Pakistan has detained more than 200 people since the Easter Sunday park bombing which killed 73 people including many children, officials said on Tuesday, as the militants behind the attack taunted the prime minister.

The raids across the eastern province of Punjab were announced as parks reopened under tight security in the teeming provincial capital Lahore.

But Gulshan-i-Iqbal, where explosives packed with ball bearings ripped through crowds near a children's play area, remained closed.

Hundreds were injured in the suicide bombing claimed by the Jamaat-ul-Ahrar faction of the Pakistani Taliban, whose official name is the Tehreek-i-Taliban Pakistan (TTP).

A spokesman for the group said it had targeted Christians, a minority community in overwhelmingly Muslim Pakistan.

"More than 5,000 people were searched and interrogated and most of them were allowed to go, but some 216 have been apprehended for further investigations," Punjab provincial law minister Rana Sanaullah told reporters on Tuesday.

Sanaullah said police, paramilitary troops and intelligence agents had launched 56 intelligence operations in the last 24 hours in Punjab.

More were being undertaken in all districts of the province "against sectarian militants and extremists", he said.

Security for hundreds of churches was increased.

Many of the victims were children and anguished families spent Easter Monday burying their dead.

On Tuesday the death toll climbed to 73 after a 16-year-old boy succumbed to his injuries, doctors said.

"The boy had lost his father and sister in the blast while his mother is being treated for critical injuries," Dr Tariq Mohsin told AFP.

Taliban taunts  

Prime Minister Nawaz Sharif and his powerful military chief have both vowed to bring those behind the attack to justice.

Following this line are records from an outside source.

//! End-to-end tests of the JSON API over an in-memory document store.
//!
//! The command sink is a ledger-only double, so issued commands settle
//! exactly the way the broker path would without needing MQTT.

use std::sync::Arc;

use async_trait::async_trait;
use axum::Router;
use axum::body::{Body, to_bytes};
use axum::http::{Request, StatusCode, header};
use tower::ServiceExt;

use verdant::application::{
    ActionLogService, DeviceControlService, PlantService, TelemetryService,
};
use verdant::bridge::{ActuatorCommand, BridgeError, CommandLedger, CommandSink};
use verdant::cache::{CacheConfig, QueryCache, ReadThrough};
use verdant::infra::http::{AppState, build_router};
use verdant::store::memory::MemoryStore;

struct LedgerOnlySink {
    ledger: Arc<CommandLedger>,
}

#[async_trait]
impl CommandSink for LedgerOnlySink {
    async fn issue(&self, command: ActuatorCommand) -> Result<String, BridgeError> {
        self.ledger.record_issued(&command).await
    }
}

fn build_app() -> (Arc<MemoryStore>, Arc<CommandLedger>, Router) {
    let store = Arc::new(MemoryStore::new());
    let reads = Arc::new(ReadThrough::new(
        Arc::new(QueryCache::new(&CacheConfig::default())),
        true,
    ));
    let ledger = Arc::new(CommandLedger::new(store.clone(), reads.clone()));
    let sink: Arc<dyn CommandSink> = Arc::new(LedgerOnlySink {
        ledger: ledger.clone(),
    });

    let state = AppState {
        plants: Arc::new(PlantService::new(store.clone(), reads.clone())),
        telemetry: Arc::new(TelemetryService::new(
            store.clone(),
            reads.clone(),
            ledger.clone(),
        )),
        control: Arc::new(DeviceControlService::new(
            store.clone(),
            reads.clone(),
            sink,
        )),
        actions: Arc::new(ActionLogService::new(store.clone(), reads)),
    };
    (store, ledger.clone(), build_router(state))
}

async fn request(
    router: &Router,
    method: &str,
    uri: &str,
    body: Option<serde_json::Value>,
) -> (StatusCode, serde_json::Value) {
    let mut builder = Request::builder().method(method).uri(uri);
    let body = match body {
        Some(value) => {
            builder = builder.header(header::CONTENT_TYPE, "application/json");
            Body::from(value.to_string())
        }
        None => Body::empty(),
    };
    let response = router
        .clone()
        .oneshot(builder.body(body).expect("request"))
        .await
        .expect("response");
    let status = response.status();
    let bytes = to_bytes(response.into_body(), usize::MAX)
        .await
        .expect("body");
    let json = if bytes.is_empty() {
        serde_json::Value::Null
    } else {
        serde_json::from_slice(&bytes).expect("json body")
    };
    (status, json)
}

async fn create_plant(router: &Router, user_id: &str, name: &str) -> String {
    let (status, body) = request(
        router,
        "POST",
        "/api/v1/plants",
        Some(serde_json::json!({ "userId": user_id, "name": name })),
    )
    .await;
    assert_eq!(status, StatusCode::CREATED);
    body["plantId"].as_str().expect("plantId").to_string()
}

#[tokio::test]
async fn healthz_reports_ok() {
    let (_, _, router) = build_app();
    let (status, body) = request(&router, "GET", "/healthz", None).await;
    assert_eq!(status, StatusCode::OK);
    assert_eq!(body["status"], "ok");
}

#[tokio::test]
async fn plant_lifecycle_create_get_list_delete() {
    let (_, _, router) = build_app();
    let plant_id = create_plant(&router, "user_1", "basil").await;
    create_plant(&router, "user_2", "mint").await;

    let (status, body) =
        request(&router, "GET", &format!("/api/v1/plants/{plant_id}"), None).await;
    assert_eq!(status, StatusCode::OK);
    assert_eq!(body["name"], "basil");

    let (status, body) = request(&router, "GET", "/api/v1/plants?userId=user_1", None).await;
    assert_eq!(status, StatusCode::OK);
    let plants = body.as_array().expect("plant list");
    assert_eq!(plants.len(), 1);
    assert_eq!(plants[0]["plantId"], plant_id.as_str());

    let (status, _) =
        request(&router, "DELETE", &format!("/api/v1/plants/{plant_id}"), None).await;
    assert_eq!(status, StatusCode::NO_CONTENT);

    let (status, body) =
        request(&router, "GET", &format!("/api/v1/plants/{plant_id}"), None).await;
    assert_eq!(status, StatusCode::NOT_FOUND);
    assert_eq!(body["error"]["code"], "not_found");
}

#[tokio::test]
async fn blank_plant_name_is_rejected() {
    let (_, _, router) = build_app();
    let (status, body) = request(
        &router,
        "POST",
        "/api/v1/plants",
        Some(serde_json::json!({ "userId": "user_1", "name": "   " })),
    )
    .await;
    assert_eq!(status, StatusCode::BAD_REQUEST);
    assert_eq!(body["error"]["code"], "invalid_input");
}

#[tokio::test]
async fn threshold_update_is_visible_on_the_next_get() {
    let (_, _, router) = build_app();
    let plant_id = create_plant(&router, "user_1", "basil").await;

    let thresholds = serde_json::json!({
        "moistureMin": 30.0, "moistureMax": 70.0,
        "lightMin": 200.0, "lightMax": 900.0,
        "tempMin": 16.0, "tempMax": 28.0,
        "humidityMin": 40.0, "humidityMax": 80.0
    });
    let (status, _) = request(
        &router,
        "PUT",
        &format!("/api/v1/plants/{plant_id}/thresholds"),
        Some(thresholds),
    )
    .await;
    assert_eq!(status, StatusCode::OK);

    let (_, body) =
        request(&router, "GET", &format!("/api/v1/plants/{plant_id}"), None).await;
    assert_eq!(body["thresholds"]["moistureMin"], 30.0);
    assert_eq!(body["thresholds"]["humidityMax"], 80.0);
}

#[tokio::test]
async fn telemetry_ingest_logs_readings_and_serves_them_back() {
    let (_, _, router) = build_app();
    let plant_id = create_plant(&router, "user_1", "basil").await;

    let report = serde_json::json!({
        "plantId": plant_id,
        "userId": "user_1",
        "sensors": { "soilMoisture": 41.5, "temp": 22.0 },
        "automation": { "waterOn": true, "lightOn": false, "fanOn": false }
    });
    let (status, summary) = request(&router, "POST", "/api/v1/telemetry", Some(report)).await;
    assert_eq!(status, StatusCode::CREATED);
    assert_eq!(summary["readingsLogged"], 2);
    assert_eq!(summary["actionsLogged"], 1);

    let (status, body) = request(
        &router,
        "GET",
        &format!("/api/v1/plants/{plant_id}/logs?type=soil_moisture"),
        None,
    )
    .await;
    assert_eq!(status, StatusCode::OK);
    let logs = body.as_array().expect("log list");
    assert_eq!(logs.len(), 1);
    assert_eq!(logs[0]["value"], 41.5);

    let (status, body) = request(
        &router,
        "GET",
        &format!("/api/v1/plants/{plant_id}/environment"),
        None,
    )
    .await;
    assert_eq!(status, StatusCode::OK);
    let reports = body.as_array().expect("report list");
    assert_eq!(reports.len(), 1);
    assert_eq!(reports[0]["sensors"]["temp"], 22.0);

    // The device-driven watering shows up in the action log.
    let (_, body) = request(&router, "GET", "/api/v1/actions", None).await;
    let actions = body.as_array().expect("action list");
    assert_eq!(actions.len(), 1);
    assert_eq!(actions[0]["origin"], "device-driven");
    assert_eq!(actions[0]["status"], "confirmed");
}

#[tokio::test]
async fn ingest_for_unknown_plant_is_rejected() {
    let (_, _, router) = build_app();
    let report = serde_json::json!({
        "plantId": "plant_missing",
        "userId": "user_1",
        "sensors": { "temp": 20.0 }
    });
    let (status, body) = request(&router, "POST", "/api/v1/telemetry", Some(report)).await;
    assert_eq!(status, StatusCode::NOT_FOUND);
    assert_eq!(body["error"]["code"], "not_found");
}

#[tokio::test]
async fn issued_command_is_accepted_and_settles_on_acknowledgement() {
    let (_, ledger, router) = build_app();
    let plant_id = create_plant(&router, "user_1", "basil").await;

    let (status, receipt) = request(
        &router,
        "POST",
        &format!("/api/v1/devices/{plant_id}/commands"),
        Some(serde_json::json!({ "type": "water", "state": "on" })),
    )
    .await;
    assert_eq!(status, StatusCode::ACCEPTED);
    let action_id = receipt["actionId"].as_str().expect("actionId").to_string();
    let correlation_id: uuid::Uuid = receipt["correlationId"]
        .as_str()
        .expect("correlationId")
        .parse()
        .expect("uuid");

    let (status, body) =
        request(&router, "GET", &format!("/api/v1/actions/{action_id}"), None).await;
    assert_eq!(status, StatusCode::OK);
    assert_eq!(body["status"], "issued");
    assert_eq!(body["origin"], "user-driven");

    assert!(ledger.confirm(correlation_id).await.expect("confirm"));
    let (_, body) =
        request(&router, "GET", &format!("/api/v1/actions/{action_id}"), None).await;
    assert_eq!(body["status"], "confirmed");
}

#[tokio::test]
async fn commands_for_unknown_devices_are_rejected() {
    let (_, _, router) = build_app();
    let (status, body) = request(
        &router,
        "POST",
        "/api/v1/devices/zone-missing/commands",
        Some(serde_json::json!({ "type": "fan", "state": "off" })),
    )
    .await;
    assert_eq!(status, StatusCode::NOT_FOUND);
    assert_eq!(body["error"]["code"], "not_found");
}

#[tokio::test]
async fn actuators_register_and_list_per_plant() {
    let (_, _, router) = build_app();
    let plant_id = create_plant(&router, "user_1", "basil").await;

    let (status, actuator) = request(
        &router,
        "POST",
        &format!("/api/v1/plants/{plant_id}/actuators"),
        Some(serde_json::json!({ "type": "water", "description": "drip pump" })),
    )
    .await;
    assert_eq!(status, StatusCode::CREATED);
    assert_eq!(actuator["type"], "water");

    let (status, body) = request(
        &router,
        "GET",
        &format!("/api/v1/plants/{plant_id}/actuators"),
        None,
    )
    .await;
    assert_eq!(status, StatusCode::OK);
    let actuators = body.as_array().expect("actuator list");
    assert_eq!(actuators.len(), 1);
    assert_eq!(actuators[0]["description"], "drip pump");
}

#[tokio::test]
async fn actions_list_filters_by_device() {
    let (_, _, router) = build_app();
    let first = create_plant(&router, "user_1", "basil").await;
    let second = create_plant(&router, "user_1", "mint").await;

    for plant in [&first, &second] {
        let (status, _) = request(
            &router,
            "POST",
            &format!("/api/v1/devices/{plant}/commands"),
            Some(serde_json::json!({ "type": "light", "state": "on" })),
        )
        .await;
        assert_eq!(status, StatusCode::ACCEPTED);
    }

    let (status, body) = request(
        &router,
        "GET",
        &format!("/api/v1/actions?deviceId={first}"),
        None,
    )
    .await;
    assert_eq!(status, StatusCode::OK);
    let actions = body.as_array().expect("action list");
    assert_eq!(actions.len(), 1);
    assert_eq!(actions[0]["deviceId"], first.as_str());
}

"Terrorists cannot dent our resolve. Our struggle will continue until the complete elimination of the menace of terrorism," the premier said on Monday after visiting victims in the provincial capital, a stronghold of his ruling Pakistan Muslim League.

But on Tuesday Ehansullah Ehsan, spokesman for the Jamaat-ul-Ahrar faction, derided the prime minister on Twitter.

"After the Lahore attack, Nawaz Sharif repeated old words to give himself false assurances," he wrote.

"Nawaz Sharif should know that war has reached his doorstep, and God willing the mujahideen will be the winners in this war."

Kashir Nawab, a 32-year-old Christian from the Youhanabad district of Lahore, said a "pall of gloom" hung over the area as mourners visited the homes of those lost in the blast.

Nawab said he was working to help arrange funeral services.

"Everybody is frightened and the Christians particularly feel unprotected," he said.

The attack was the worst so far this year in a country grimly accustomed to atrocities, and will further fray inter-religious ties.

Christians make up an estimated 1.6% of Pakistan's 200mn people and have long faced discrimination.

Twin suicide attacks against churches in Lahore killed 17 people in March last year, sparking two days of rioting by thousands of Christians.

The country is still scarred by a Taliban assault on a Peshawar school in 2014 that killed 150 people, mostly children.

A military operation targeting insurgents was stepped up in response. Last year the death toll from militant attacks was the lowest since the TTP umbrella grouping was formed in 2007.

But analysts have warned the group is still able to carry out major attacks.